The problem ▸ Print nothing but the lines below starting at the line that holds "filename crates/tutor-cli/src/cli/chat/commands.rs" and ending at the line that holds "conversation so far.", including both, each exactly as written.

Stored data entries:

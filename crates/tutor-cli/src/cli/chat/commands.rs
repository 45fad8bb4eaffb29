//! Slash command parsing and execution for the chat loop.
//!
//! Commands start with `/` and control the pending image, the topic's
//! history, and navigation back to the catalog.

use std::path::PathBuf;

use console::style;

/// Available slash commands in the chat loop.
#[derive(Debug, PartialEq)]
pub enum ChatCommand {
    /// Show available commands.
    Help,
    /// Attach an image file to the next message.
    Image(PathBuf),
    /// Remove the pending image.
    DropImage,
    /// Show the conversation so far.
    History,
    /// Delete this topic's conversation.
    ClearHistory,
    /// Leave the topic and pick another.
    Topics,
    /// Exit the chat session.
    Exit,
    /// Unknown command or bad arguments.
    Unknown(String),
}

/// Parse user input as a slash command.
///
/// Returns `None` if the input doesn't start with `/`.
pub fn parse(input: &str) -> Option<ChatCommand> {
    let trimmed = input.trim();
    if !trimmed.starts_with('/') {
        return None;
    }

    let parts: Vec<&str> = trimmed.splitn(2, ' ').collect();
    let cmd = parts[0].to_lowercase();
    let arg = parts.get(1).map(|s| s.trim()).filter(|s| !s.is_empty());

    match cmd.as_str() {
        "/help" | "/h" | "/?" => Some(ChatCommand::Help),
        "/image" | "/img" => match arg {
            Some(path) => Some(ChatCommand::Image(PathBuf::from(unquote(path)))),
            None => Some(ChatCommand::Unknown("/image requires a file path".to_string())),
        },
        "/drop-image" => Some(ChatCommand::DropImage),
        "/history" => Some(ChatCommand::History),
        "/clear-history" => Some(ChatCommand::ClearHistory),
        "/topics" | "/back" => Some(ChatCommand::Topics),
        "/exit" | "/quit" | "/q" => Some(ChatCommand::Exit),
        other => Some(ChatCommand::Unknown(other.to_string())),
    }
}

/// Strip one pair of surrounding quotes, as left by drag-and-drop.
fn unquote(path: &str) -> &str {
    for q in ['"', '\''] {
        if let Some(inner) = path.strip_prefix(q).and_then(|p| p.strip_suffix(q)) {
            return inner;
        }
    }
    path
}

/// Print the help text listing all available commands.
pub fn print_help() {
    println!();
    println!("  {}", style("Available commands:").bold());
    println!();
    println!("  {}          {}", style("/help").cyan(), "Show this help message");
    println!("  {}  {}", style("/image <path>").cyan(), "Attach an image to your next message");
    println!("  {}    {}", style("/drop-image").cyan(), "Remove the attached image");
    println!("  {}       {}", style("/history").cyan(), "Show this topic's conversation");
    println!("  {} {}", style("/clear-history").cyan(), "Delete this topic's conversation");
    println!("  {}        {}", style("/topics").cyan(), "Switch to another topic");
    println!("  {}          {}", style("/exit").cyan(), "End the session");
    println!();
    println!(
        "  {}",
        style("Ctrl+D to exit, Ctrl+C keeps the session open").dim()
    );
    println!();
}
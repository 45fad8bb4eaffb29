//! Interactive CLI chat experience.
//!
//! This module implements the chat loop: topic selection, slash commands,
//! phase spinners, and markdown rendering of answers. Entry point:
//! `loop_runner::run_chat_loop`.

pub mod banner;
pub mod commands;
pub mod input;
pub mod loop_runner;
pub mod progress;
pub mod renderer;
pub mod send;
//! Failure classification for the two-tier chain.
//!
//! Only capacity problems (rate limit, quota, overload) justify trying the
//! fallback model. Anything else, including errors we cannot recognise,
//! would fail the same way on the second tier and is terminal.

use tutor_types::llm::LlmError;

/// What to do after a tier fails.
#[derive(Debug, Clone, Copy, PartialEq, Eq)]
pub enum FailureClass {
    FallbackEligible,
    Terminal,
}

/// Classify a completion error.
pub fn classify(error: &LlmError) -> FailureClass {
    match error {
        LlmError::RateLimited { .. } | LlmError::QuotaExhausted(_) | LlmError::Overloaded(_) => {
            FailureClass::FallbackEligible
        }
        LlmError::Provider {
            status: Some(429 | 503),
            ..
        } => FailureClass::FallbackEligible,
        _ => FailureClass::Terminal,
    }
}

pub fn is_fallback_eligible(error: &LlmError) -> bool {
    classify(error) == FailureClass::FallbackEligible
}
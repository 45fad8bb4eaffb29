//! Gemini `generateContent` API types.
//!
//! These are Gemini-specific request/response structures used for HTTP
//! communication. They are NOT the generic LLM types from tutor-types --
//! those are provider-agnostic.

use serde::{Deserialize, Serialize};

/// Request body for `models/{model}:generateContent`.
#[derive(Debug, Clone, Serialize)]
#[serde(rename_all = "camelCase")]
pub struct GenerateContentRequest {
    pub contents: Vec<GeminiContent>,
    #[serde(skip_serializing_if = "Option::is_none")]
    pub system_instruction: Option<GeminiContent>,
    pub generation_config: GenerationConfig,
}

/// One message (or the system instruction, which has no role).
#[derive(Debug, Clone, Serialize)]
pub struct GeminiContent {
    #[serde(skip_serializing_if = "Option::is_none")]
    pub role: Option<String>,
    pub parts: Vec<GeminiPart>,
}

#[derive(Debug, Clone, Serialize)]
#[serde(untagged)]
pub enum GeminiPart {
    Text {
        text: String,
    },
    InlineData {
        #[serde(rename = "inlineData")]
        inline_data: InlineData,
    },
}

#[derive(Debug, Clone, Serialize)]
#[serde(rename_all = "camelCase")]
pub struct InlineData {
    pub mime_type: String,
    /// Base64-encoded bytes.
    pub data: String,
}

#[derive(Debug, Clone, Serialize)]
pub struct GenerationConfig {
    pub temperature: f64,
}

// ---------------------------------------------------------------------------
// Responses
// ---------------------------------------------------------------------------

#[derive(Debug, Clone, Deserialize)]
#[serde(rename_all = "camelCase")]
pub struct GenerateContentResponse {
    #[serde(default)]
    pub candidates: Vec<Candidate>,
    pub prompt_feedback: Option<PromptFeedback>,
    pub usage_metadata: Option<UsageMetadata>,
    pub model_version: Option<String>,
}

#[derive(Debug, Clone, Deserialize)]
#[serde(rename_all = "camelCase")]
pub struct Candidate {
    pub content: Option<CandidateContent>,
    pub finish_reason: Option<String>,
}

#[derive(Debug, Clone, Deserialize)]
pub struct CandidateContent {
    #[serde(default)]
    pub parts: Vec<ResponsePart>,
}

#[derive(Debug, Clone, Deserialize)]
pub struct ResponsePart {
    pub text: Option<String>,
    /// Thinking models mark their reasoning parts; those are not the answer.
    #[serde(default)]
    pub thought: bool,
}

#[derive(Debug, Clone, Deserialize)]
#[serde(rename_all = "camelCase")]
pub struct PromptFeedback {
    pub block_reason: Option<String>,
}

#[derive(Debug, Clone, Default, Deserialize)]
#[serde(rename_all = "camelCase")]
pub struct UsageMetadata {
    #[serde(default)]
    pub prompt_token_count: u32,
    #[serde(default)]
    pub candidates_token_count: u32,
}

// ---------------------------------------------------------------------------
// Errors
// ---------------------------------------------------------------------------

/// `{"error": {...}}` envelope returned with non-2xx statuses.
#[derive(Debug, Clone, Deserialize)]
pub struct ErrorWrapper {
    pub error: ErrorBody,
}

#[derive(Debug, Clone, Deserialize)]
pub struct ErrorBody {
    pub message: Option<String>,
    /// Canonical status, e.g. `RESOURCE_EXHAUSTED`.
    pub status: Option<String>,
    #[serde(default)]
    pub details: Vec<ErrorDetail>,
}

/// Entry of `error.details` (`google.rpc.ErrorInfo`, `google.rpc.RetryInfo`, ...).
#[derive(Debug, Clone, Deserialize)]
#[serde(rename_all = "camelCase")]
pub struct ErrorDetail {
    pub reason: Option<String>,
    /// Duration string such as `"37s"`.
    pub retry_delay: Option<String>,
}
...
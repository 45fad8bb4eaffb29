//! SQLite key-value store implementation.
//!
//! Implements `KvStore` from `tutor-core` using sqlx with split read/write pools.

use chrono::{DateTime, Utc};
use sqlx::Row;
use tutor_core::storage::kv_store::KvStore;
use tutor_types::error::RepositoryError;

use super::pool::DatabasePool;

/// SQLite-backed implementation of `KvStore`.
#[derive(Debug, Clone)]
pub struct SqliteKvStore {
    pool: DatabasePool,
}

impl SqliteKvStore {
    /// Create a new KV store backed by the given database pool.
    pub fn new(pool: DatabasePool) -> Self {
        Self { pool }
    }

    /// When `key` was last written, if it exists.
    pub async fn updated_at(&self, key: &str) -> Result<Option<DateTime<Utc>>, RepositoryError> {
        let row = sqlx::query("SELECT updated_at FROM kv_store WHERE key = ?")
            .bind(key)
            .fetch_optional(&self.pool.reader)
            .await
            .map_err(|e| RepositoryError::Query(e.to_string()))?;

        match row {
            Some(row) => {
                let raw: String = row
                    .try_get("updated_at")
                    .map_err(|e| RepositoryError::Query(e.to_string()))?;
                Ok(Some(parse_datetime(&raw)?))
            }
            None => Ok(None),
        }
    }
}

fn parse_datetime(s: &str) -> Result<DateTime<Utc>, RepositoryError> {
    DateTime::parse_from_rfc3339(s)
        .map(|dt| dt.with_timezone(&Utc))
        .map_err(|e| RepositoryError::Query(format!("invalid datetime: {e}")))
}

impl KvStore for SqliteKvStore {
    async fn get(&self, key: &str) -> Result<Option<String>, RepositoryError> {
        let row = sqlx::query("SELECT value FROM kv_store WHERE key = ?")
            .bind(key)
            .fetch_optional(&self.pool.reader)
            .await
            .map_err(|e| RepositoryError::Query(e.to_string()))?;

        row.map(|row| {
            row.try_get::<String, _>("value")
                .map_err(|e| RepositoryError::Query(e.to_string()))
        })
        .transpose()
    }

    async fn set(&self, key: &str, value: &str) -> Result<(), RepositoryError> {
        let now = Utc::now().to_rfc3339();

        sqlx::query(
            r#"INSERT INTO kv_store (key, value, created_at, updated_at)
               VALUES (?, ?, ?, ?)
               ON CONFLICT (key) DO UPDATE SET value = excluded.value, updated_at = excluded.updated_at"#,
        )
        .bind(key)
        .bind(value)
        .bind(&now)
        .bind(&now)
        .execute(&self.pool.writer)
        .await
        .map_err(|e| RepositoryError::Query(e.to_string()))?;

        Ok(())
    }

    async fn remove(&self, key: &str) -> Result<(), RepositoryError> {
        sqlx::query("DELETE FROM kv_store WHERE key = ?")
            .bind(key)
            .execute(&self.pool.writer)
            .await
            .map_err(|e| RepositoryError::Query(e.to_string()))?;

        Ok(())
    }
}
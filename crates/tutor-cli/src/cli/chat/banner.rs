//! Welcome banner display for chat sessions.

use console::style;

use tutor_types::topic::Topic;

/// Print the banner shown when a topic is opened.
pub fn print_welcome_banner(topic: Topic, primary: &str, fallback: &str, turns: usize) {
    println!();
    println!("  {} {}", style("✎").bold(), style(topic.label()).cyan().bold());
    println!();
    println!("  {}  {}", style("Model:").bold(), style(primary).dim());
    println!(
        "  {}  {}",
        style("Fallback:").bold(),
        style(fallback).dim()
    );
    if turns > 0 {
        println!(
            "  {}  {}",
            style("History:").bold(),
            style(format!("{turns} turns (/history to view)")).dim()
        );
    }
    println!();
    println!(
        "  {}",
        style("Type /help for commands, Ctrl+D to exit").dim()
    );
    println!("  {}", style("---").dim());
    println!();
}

Response to the exercise ▸
filename crates/tutor-cli/src/cli/chat/commands.rs
repository 45fad8bb4eaffb29
//! Slash command parsing and execution for the chat loop.
//!
//! Commands start with `/` and control the pending image, the topic's
//! history, and navigation back to the catalog.

use std::path::PathBuf;

use console::style;

/// Available slash commands in the chat loop.
#[derive(Debug, PartialEq)]
pub enum ChatCommand {
    /// Show available commands.
    Help,
    /// Attach an image file to the next message.
    Image(PathBuf),
    /// Remove the pending image.
    DropImage,
    /// Show the conversation so far.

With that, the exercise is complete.